*YOUR ASSIGNMENT*: Transcribe all the records with complete accuracy.

*RECORD EXCERPTS*:
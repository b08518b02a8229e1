//! Heading-delimited markdown chunker.
//!
//! Splits a document into sections at `#`–`######` headings, with an
//! implicit leading section for content before the first heading. Each
//! surviving section becomes one [`Chunk`] carrying a truncated SHA-256
//! content hash and metadata derived once per file from the
//! `YYYY-MM-DD-<project>` filename pattern.
//!
//! Chunking is a pure function: identical text + path always yields an
//! identical chunk sequence.

use sha2::{Digest, Sha256};
use std::path::Path;

use crate::models::Chunk;

/// Sections shorter than this (after trimming) carry no retrievable signal
/// and are dropped.
pub const MIN_CHUNK_CHARS: usize = 20;

/// Hex digits kept from the SHA-256 digest.
const HASH_LEN: usize = 16;

/// Metadata derived from a source file's name and parent directory.
#[derive(Debug, Clone, PartialEq)]
pub struct FileMeta {
    pub date: String,
    pub project: String,
    pub kind: String,
}

/// Derive `date`/`project`/`kind` from a source path.
///
/// `2026-02-19-docstack.md` under `sessions/` yields
/// `{date: "2026-02-19", project: "docstack", kind: "session"}`; a stem not
/// matching the pattern yields an empty date and the stem as project.
pub fn file_meta(source: &Path) -> FileMeta {
    let stem = source
        .file_stem()
        .map(|s| s.to_string_lossy().to_string())
        .unwrap_or_default();
    let parent = source
        .parent()
        .and_then(|p| p.file_name())
        .map(|s| s.to_string_lossy().to_string())
        .unwrap_or_default();

    let (date, project) = split_dated_stem(&stem);
    let kind = if parent == "plans" { "plan" } else { "session" };

    FileMeta {
        date,
        project,
        kind: kind.to_string(),
    }
}

/// Split `YYYY-MM-DD-<project>` into (date, project); non-matching stems
/// yield an empty date and the whole stem as project.
fn split_dated_stem(stem: &str) -> (String, String) {
    let b = stem.as_bytes();
    let dated = b.len() > 11
        && b[..4].iter().all(|c| c.is_ascii_digit())
        && b[4] == b'-'
        && b[5..7].iter().all(|c| c.is_ascii_digit())
        && b[7] == b'-'
        && b[8..10].iter().all(|c| c.is_ascii_digit())
        && b[10] == b'-';

    if dated {
        (stem[..10].to_string(), stem[11..].to_string())
    } else {
        (String::new(), stem.to_string())
    }
}

/// Truncated SHA-256 hex digest of a chunk's trimmed content.
pub fn content_hash(text: &str) -> String {
    let mut hasher = Sha256::new();
    hasher.update(text.as_bytes());
    let digest = format!("{:x}", hasher.finalize());
    digest[..HASH_LEN].to_string()
}

/// Parse a markdown heading line: 1–6 `#` followed by whitespace and a
/// non-empty title.
fn parse_heading(line: &str) -> Option<&str> {
    let hashes = line.bytes().take_while(|&b| b == b'#').count();
    if hashes == 0 || hashes > 6 {
        return None;
    }
    let rest = &line[hashes..];
    if !rest.starts_with(' ') && !rest.starts_with('\t') {
        return None;
    }
    let title = rest.trim();
    if title.is_empty() {
        return None;
    }
    Some(title)
}

/// Split markdown into heading-bounded chunks with per-file metadata.
///
/// A document with no headings yields exactly one chunk (or zero, if the
/// trimmed text is shorter than [`MIN_CHUNK_CHARS`]).
pub fn chunk_markdown(text: &str, source: &Path) -> Vec<Chunk> {
    let lines: Vec<&str> = text.split('\n').collect();

    let mut headings: Vec<(usize, String)> = Vec::new();
    for (i, line) in lines.iter().enumerate() {
        if let Some(title) = parse_heading(line) {
            headings.push((i, title.to_string()));
        }
    }

    // Section spans: heading line inclusive to next heading exclusive, with
    // an implicit leading section for anything before the first heading.
    let mut sections: Vec<(usize, usize, String)> = Vec::new();
    if headings.first().map_or(true, |(first, _)| *first > 0) {
        let end = headings.first().map_or(lines.len(), |(first, _)| *first);
        sections.push((0, end, String::new()));
    }
    for (idx, (line_idx, title)) in headings.iter().enumerate() {
        let next = headings.get(idx + 1).map_or(lines.len(), |(n, _)| *n);
        sections.push((*line_idx, next, title.clone()));
    }

    let meta = file_meta(source);
    let file_name = source
        .file_name()
        .map(|n| n.to_string_lossy().to_string())
        .unwrap_or_default();
    let source_str = source.to_string_lossy().to_string();

    let mut chunks = Vec::new();
    for (start, end, title) in sections {
        let content = lines[start..end].join("\n");
        let content = content.trim();
        if content.chars().count() < MIN_CHUNK_CHARS {
            continue;
        }
        let hash = content_hash(content);
        chunks.push(Chunk {
            id: format!("{}:{}:{}", file_name, start, hash),
            content: content.to_string(),
            source: source_str.clone(),
            section_title: title,
            date: meta.date.clone(),
            project: meta.project.clone(),
            kind: meta.kind.clone(),
            content_hash: hash,
        });
    }
    chunks
}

*SOLUTION TO THE EXERCISE*:
repository b08518b02a8229e1
//! Heading-delimited markdown chunker.
//!
//! Splits a document into sections at `#`–`######` headings, with an
//! implicit leading section for content before the first heading. Each
//! surviving section becomes one [`Chunk`] carrying a truncated SHA-256
//! content hash and metadata derived once per file from the
//! `YYYY-MM-DD-<project>` filename pattern.
//!
//! Chunking is a pure function: identical text + path always yields an
//! identical chunk sequence.

use sha2::{Digest, Sha256};
use std::path::Path;

use crate::models::Chunk;

/// Sections shorter than this (after trimming) carry no retrievable signal
/// and are dropped.
pub const MIN_CHUNK_CHARS: usize = 20;

/// Hex digits kept from the SHA-256 digest.
const HASH_LEN: usize = 16;

/// Metadata derived from a source file's name and parent directory.
#[derive(Debug, Clone, PartialEq)]
pub struct FileMeta {
    pub date: String,
    pub project: String,
    pub kind: String,
}

/// Derive `date`/`project`/`kind` from a source path.
///
/// `2026-02-19-docstack.md` under `sessions/` yields
/// `{date: "2026-02-19", project: "docstack", kind: "session"}`; a stem not
/// matching the pattern yields an empty date and the stem as project.
pub fn file_meta(source: &Path) -> FileMeta {
    let stem = source
        .file_stem()
        .map(|s| s.to_string_lossy().to_string())
        .unwrap_or_default();
    let parent = source
        .parent()
        .and_then(|p| p.file_name())
        .map(|s| s.to_string_lossy().to_string())
        .unwrap_or_default();

    let (date, project) = split_dated_stem(&stem);
    let kind = if parent == "plans" { "plan" } else { "session" };

    FileMeta {
        date,
        project,
        kind: kind.to_string(),
    }
}

/// Split `YYYY-MM-DD-<project>` into (date, project); non-matching stems
/// yield an empty date and the whole stem as project.
fn split_dated_stem(stem: &str) -> (String, String) {
    let b = stem.as_bytes();
    let dated = b.len() > 11
        && b[..4].iter().all(|c| c.is_ascii_digit())
        && b[4] == b'-'
        && b[5..7].iter().all(|c| c.is_ascii_digit())
        && b[7] == b'-'
        && b[8..10].iter().all(|c| c.is_ascii_digit())
        && b[10] == b'-';

    if dated {
        (stem[..10].to_string(), stem[11..].to_string())
    } else {
        (String::new(), stem.to_string())
    }
}

/// Truncated SHA-256 hex digest of a chunk's trimmed content.
pub fn content_hash(text: &str) -> String {
    let mut hasher = Sha256::new();
    hasher.update(text.as_bytes());
    let digest = format!("{:x}", hasher.finalize());
    digest[..HASH_LEN].to_string()
}

/// Parse a markdown heading line: 1–6 `#` followed by whitespace and a
/// non-empty title.
fn parse_heading(line: &str) -> Option<&str> {
    let hashes = line.bytes().take_while(|&b| b == b'#').count();
    if hashes == 0 || hashes > 6 {
        return None;
    }
    let rest = &line[hashes..];
    if !rest.starts_with(' ') && !rest.starts_with('\t') {
        return None;
    }
    let title = rest.trim();
    if title.is_empty() {
        return None;
    }
    Some(title)
}

/// Split markdown into heading-bounded chunks with per-file metadata.
///
/// A document with no headings yields exactly one chunk (or zero, if the
/// trimmed text is shorter than [`MIN_CHUNK_CHARS`]).
pub fn chunk_markdown(text: &str, source: &Path) -> Vec<Chunk> {
    let lines: Vec<&str> = text.split('\n').collect();

    let mut headings: Vec<(usize, String)> = Vec::new();
    for (i, line) in lines.iter().enumerate() {
        if let Some(title) = parse_heading(line) {
            headings.push((i, title.to_string()));
        }
    }

    // Section spans: heading line inclusive to next heading exclusive, with
    // an implicit leading section for anything before the first heading.
    let mut sections: Vec<(usize, usize, String)> = Vec::new();
    if headings.first().map_or(true, |(first, _)| *first > 0) {
        let end = headings.first().map_or(lines.len(), |(first, _)| *first);
        sections.push((0, end, String::new()));
    }
    for (idx, (line_idx, title)) in headings.iter().enumerate() {
        let next = headings.get(idx + 1).map_or(lines.len(), |(n, _)| *n);
        sections.push((*line_idx, next, title.clone()));
    }

    let meta = file_meta(source);
    let file_name = source
        .file_name()
        .map(|n| n.to_string_lossy().to_string())
        .unwrap_or_default();
    let source_str = source.to_string_lossy().to_string();

    let mut chunks = Vec::new();
    for (start, end, title) in sections {
        let content = lines[start..end].join("\n");
        let content = content.trim();
        if content.chars().count() < MIN_CHUNK_CHARS {
            continue;
        }
        let hash = content_hash(content);
        chunks.push(Chunk {
            id: format!("{}:{}:{}", file_name, start, hash),
            content: content.to_string(),
            source: source_str.clone(),
            section_title: title,
            date: meta.date.clone(),
            project: meta.project.clone(),
            kind: meta.kind.clone(),
            content_hash: hash,
        });
    }
    chunks
}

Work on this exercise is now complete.